Pod Security Standards, Linux Capabilities, and Security Context
Video: Day 54 — Pod Security Standards & securityContext • Theme: lock pods down with PSS levels, capabilities, and a tight securityContext.
Key terms
| Term | Meaning |
|---|---|
| Pod Security Standards (PSS) | Three policy levels: privileged, baseline, restricted |
| Pod Security Admission (PSA) | Built-in controller that enforces PSS per namespace |
| securityContext | Pod/container-level security settings |
| Linux capabilities | Fine-grained slices of root power (e.g. NET_BIND_SERVICE) |
runAsNonRoot | Refuses to start a container running as UID 0 |
| Privileged container | Near-host access (all caps, devices) |
seccompProfile | Syscall filter applied to the container |
Problem & solution
By default a container can run as root, keep most Linux capabilities, and a privileged pod can nearly own the node. One compromised image then becomes a host takeover. PodSecurityPolicy (the old gate) was removed in 1.25.

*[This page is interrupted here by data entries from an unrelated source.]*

/// How detailed a page's content is.
#[derive(Debug, Clone, Copy, PartialEq, Eq, Serialize, Deserialize, Default)]
#[serde(rename_all = "lowercase")]
pub enum Vividness {
    Vivid,
    #[default]
    Rough,
    Faint,
    Buried,
}

impl Vividness {
    pub fn as_str(&self) -> &'static str {
        match self {
            Self::Vivid => "vivid",
            Self::Rough => "rough",
            Self::Faint => "faint",
            Self::Buried => "buried",
        }
    }

    pub fn parse(s: &str) -> Option<Self> {
        match s {
            "vivid" => Some(Self::Vivid),
            "rough" => Some(Self::Rough),
            "faint" => Some(Self::Faint),
            "buried" => Some(Self::Buried),
            _ => None,
        }
    }
}

#[derive(Debug, Clone, Serialize, Deserialize, PartialEq)]
pub struct Page {
    pub id: String,
    pub parent_id: Option<String>,
    pub title: String,
    pub summary: String,
    pub content: String,
    pub category: String,
    pub keywords: Vec<String>,
    pub vividness: Vividness,
    pub is_trunk: bool,
    pub is_important: bool,
    pub is_deleted: bool,
    pub created_at: i64,
    pub updated_at: i64,
}

impl Page {
    pub fn is_root(&self) -> bool {
        self.id.starts_with("root_")
    }

    /// Composite string the edit-history diffs are computed over.
    pub fn composite(&self) -> String {
        composite(&self.title, &self.summary, &self.content)
    }
}

/// `"title: T\nsummary: S\ncontent:\nC"` - the diffable representation.
pub fn composite(title: &str, summary: &str, content: &str) -> String {
    format!("title: {title}\nsummary: {summary}\ncontent:\n{content}")
}

#[derive(Debug, Clone, Serialize)]
pub struct PageState {
    pub thread_id: String,
    pub page_id: String,
    pub is_open: bool,
    pub opened_at: Option<i64>,
}

#[derive(Debug, Clone, Copy, PartialEq, Eq, Serialize, Deserialize)]
#[serde(rename_all = "lowercase")]
pub enum EditType {
    Create,
    Update,
    Append,
    Delete,
}

impl EditType {
    pub fn as_str(&self) -> &'static str {
        match self {
            Self::Create => "create",
            Self::Update => "update",
            Self::Append => "append",
            Self::Delete => "delete",
        }
    }

    pub fn parse(s: &str) -> Option<Self> {
        match s {
            "create" => Some(Self::Create),
            "update" => Some(Self::Update),
            "append" => Some(Self::Append),
            "delete" => Some(Self::Delete),
            _ => None,
        }
    }
}

#[derive(Debug, Clone, Serialize)]
pub struct PageEdit {
    pub id: String,
    pub page_id: String,
    pub edited_at: i64,
    pub diff_text: String,
    pub ref_start_message_id: Option<String>,
    pub ref_end_message_id: Option<String>,
    pub edit_type: EditType,
    pub edit_source: Option<String>,
}

const PAGE_COLUMNS: &str = "id, parent_id, title, summary, content, category, keywords, \
     vividness, is_trunk, is_important, is_deleted, created_at, updated_at";

fn row_to_page(row: &Row) -> rusqlite::Result<Page> {
    let keywords_json: Option<String> = row.get(6)?;
    let keywords = keywords_json
        .as_deref()
        .and_then(|raw| serde_json::from_str(raw).ok())
        .unwrap_or_default();
    let vividness_raw: Option<String> = row.get(7)?;
    Ok(Page {
        id: row.get(0)?,
        parent_id: row.get(1)?,
        title: row.get(2)?,
        summary: row.get::<_, Option<String>>(3)?.unwrap_or_default(),
        content: row.get::<_, Option<String>>(4)?.unwrap_or_default(),
        category: row.get(5)?,
        keywords,
        vividness: vividness_raw
            .as_deref()
            .and_then(Vividness::parse)
            .unwrap_or_default(),
        is_trunk: row.get::<_, Option<i64>>(8)?.unwrap_or(0) != 0,
        is_important: row.get::<_, Option<i64>>(9)?.unwrap_or(0) != 0,
        is_deleted: row.get::<_, Option<i64>>(10)?.unwrap_or(0) != 0,
        created_at: row.get(11)?,
        updated_at: row.get(12)?,
    })
}

/// Seed the three category roots if missing. Called from migrations.
pub fn seed_root_pages_sync(conn: &Connection) -> Result<()> {
    let roots: [(&str, &str, &str, &str); 3] = [
        (ROOT_PEOPLE, "人物", CATEGORY_PEOPLE, "関わりのある人物についての記録"),
        (ROOT_TERMS, "用語", CATEGORY_TERMS, "用語・概念についての記録"),
        (ROOT_PLANS, "予定", CATEGORY_PLANS, "進行中や計画中のプロジェクト・予定"),
    ];
    let now = chrono::Utc::now().timestamp();
    for (id, title, category, summary) in roots {
        conn.execute(
            "INSERT INTO memopedia_pages (id, parent_id, title, summary, content, category, created_at, updated_at)
             VALUES (?, NULL, ?, ?, '', ?, ?, ?)
             ON CONFLICT(id) DO NOTHING",
            params![id, title, summary, category, now, now],
        )?;
    }
    Ok(())
}

// ----- Page CRUD -----

pub fn create_page_sync(
    conn: &Connection,
    page_id: Option<&str>,
    parent_id: Option<&str>,
    title: &str,
    summary: &str,
    content: &str,
    category: &str,
    keywords: &[String],
    vividness: Vividness,
    is_trunk: bool,
) -> Result<Page> {
    let id = page_id
        .map(str::to_string)
        .unwrap_or_else(|| uuid::Uuid::new_v4().to_string());
    let now = chrono::Utc::now().timestamp();
    conn.execute(
        "INSERT INTO memopedia_pages (
            id, parent_id, title, summary, content, category, keywords,
            vividness, is_trunk, is_important, is_deleted, created_at, updated_at
         ) VALUES (?, ?, ?, ?, ?, ?, ?, ?, ?, 0, 0, ?, ?)",
        params![
            id,
            parent_id,
            title,
            summary,
            content,
            category,
            serde_json::to_string(keywords)?,
            vividness.as_str(),
            is_trunk as i64,
            now,
            now
        ],
    )?;
    Ok(Page {
        id,
        parent_id: parent_id.map(str::to_string),
        title: title.to_string(),
        summary: summary.to_string(),
        content: content.to_string(),
        category: category.to_string(),
        keywords: keywords.to_vec(),
        vividness,
        is_trunk,
        is_important: false,
        is_deleted: false,
        created_at: now,
        updated_at: now,
    })
}

pub fn get_page_sync(conn: &Connection, page_id: &str) -> Result<Option<Page>> {
    Ok(conn
        .query_row(
            &format!("SELECT {PAGE_COLUMNS} FROM memopedia_pages WHERE id = ? AND is_deleted = 0"),
            [page_id],
            row_to_page,
        )
        .optional()?)
}

/// Lookup that also returns soft-deleted pages (history endpoint only).
pub fn get_page_including_deleted_sync(conn: &Connection, page_id: &str) -> Result<Option<Page>> {
    Ok(conn
        .query_row(
            &format!("SELECT {PAGE_COLUMNS} FROM memopedia_pages WHERE id = ?"),
            [page_id],
            row_to_page,
        )
        .optional()?)
}

pub fn update_page_row_sync(conn: &Connection, page: &Page) -> Result<()> {
    conn.execute(
        "UPDATE memopedia_pages
         SET parent_id = ?, title = ?, summary = ?, content = ?, keywords = ?,
             vividness = ?, is_trunk = ?, is_important = ?, updated_at = ?
         WHERE id = ?",
        params![
            page.parent_id,
            page.title,
            page.summary,
            page.content,
            serde_json::to_string(&page.keywords)?,
            page.vividness.as_str(),
            page.is_trunk as i64,
            page.is_important as i64,
            chrono::Utc::now().timestamp(),
            page.id
        ],
    )?;
    Ok(())
}

pub fn soft_delete_page_sync(conn: &Connection, page_id: &str) -> Result<()> {
    conn.execute(
        "UPDATE memopedia_pages SET is_deleted = 1, updated_at = ? WHERE id = ?",
        params![chrono::Utc::now().timestamp(), page_id],
    )?;
    Ok(())
}

pub fn get_all_pages_sync(conn: &Connection) -> Result<Vec<Page>> {
    let mut stmt = conn.prepare(&format!(
        "SELECT {PAGE_COLUMNS} FROM memopedia_pages WHERE is_deleted = 0 ORDER BY category, title"
    ))?;
    let rows = stmt
        .query_map([], row_to_page)?
        .collect::<rusqlite::Result<Vec<_>>>()?;
    Ok(rows)
}
impl ResolvedContent {
    pub fn new(
        uri: impl Into<String>,
        content: impl Into<String>,
        content_type: impl Into<String>,
        metadata: serde_json::Value,
    ) -> Self {
        let content = content.into();
        Self {
            uri: uri.into(),
            char_count: content.chars().count(),
            content,
            content_type: content_type.into(),
            metadata,
        }
    }

    pub fn error(uri: impl Into<String>, message: impl Into<String>, metadata: serde_json::Value) -> Self {
        Self::new(uri, format!("({})", message.into()), "error", metadata)
    }

    fn set_content(&mut self, content: String) {
        self.char_count = content.chars().count();
        self.content = content;
    }
}

/// Split persona_id into (city, name). City names usually start with
/// "city_"; fall back to the last underscore.
pub fn persona_id_to_city_name(persona_id: &str) -> (Option<String>, Option<String>) {
    if let Some(idx) = persona_id.find("_city_") {
        return (
            Some(persona_id[idx + 1..].to_string()),
            Some(persona_id[..idx].to_string()),
        );
    }
    match persona_id.rfind('_') {
        Some(idx) if idx > 0 => (
            Some(persona_id[idx + 1..].to_string()),
            Some(persona_id[..idx].to_string()),
        ),
        _ => (None, Some(persona_id.to_string())),
    }
}

pub fn city_name_to_persona_id(city: &str, persona_name: &str) -> String {
    format!("{persona_name}_{city}")
}

fn parse_query(query: &str) -> HashMap<String, String> {
    let mut params = HashMap::new();
    for pair in query.split('&') {
        if pair.is_empty() {
            continue;
        }
        let (key, value) = pair.split_once('=').unwrap_or((pair, ""));
        let decoded = urlencoding::decode(value)
            .map(|v| v.into_owned())
            .unwrap_or_else(|_| value.to_string());
        params.insert(key.to_string(), decoded);
    }
    params
}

Solution: Apply Pod Security Standards through the built-in Pod Security Admission controller (namespace labels), and harden each workload with a securityContext that drops capabilities and forbids root.
The analogy
Every port posts a safety code, and it comes in tiers: an anything-goes zone for trusted service vessels, a baseline rulebook that bans the obvious hazards, and a strict restricted-berth code for dangerous cargo that demands locked hatches and minimal crew privileges. A safety officer checks each ship against the code posted for its berth section and turns away any that fail. In Kubernetes those tiers are the Pod Security Standards, the officer is Pod Security Admission enforcing the level per namespace, and a ship's own locked-down rig is its securityContext.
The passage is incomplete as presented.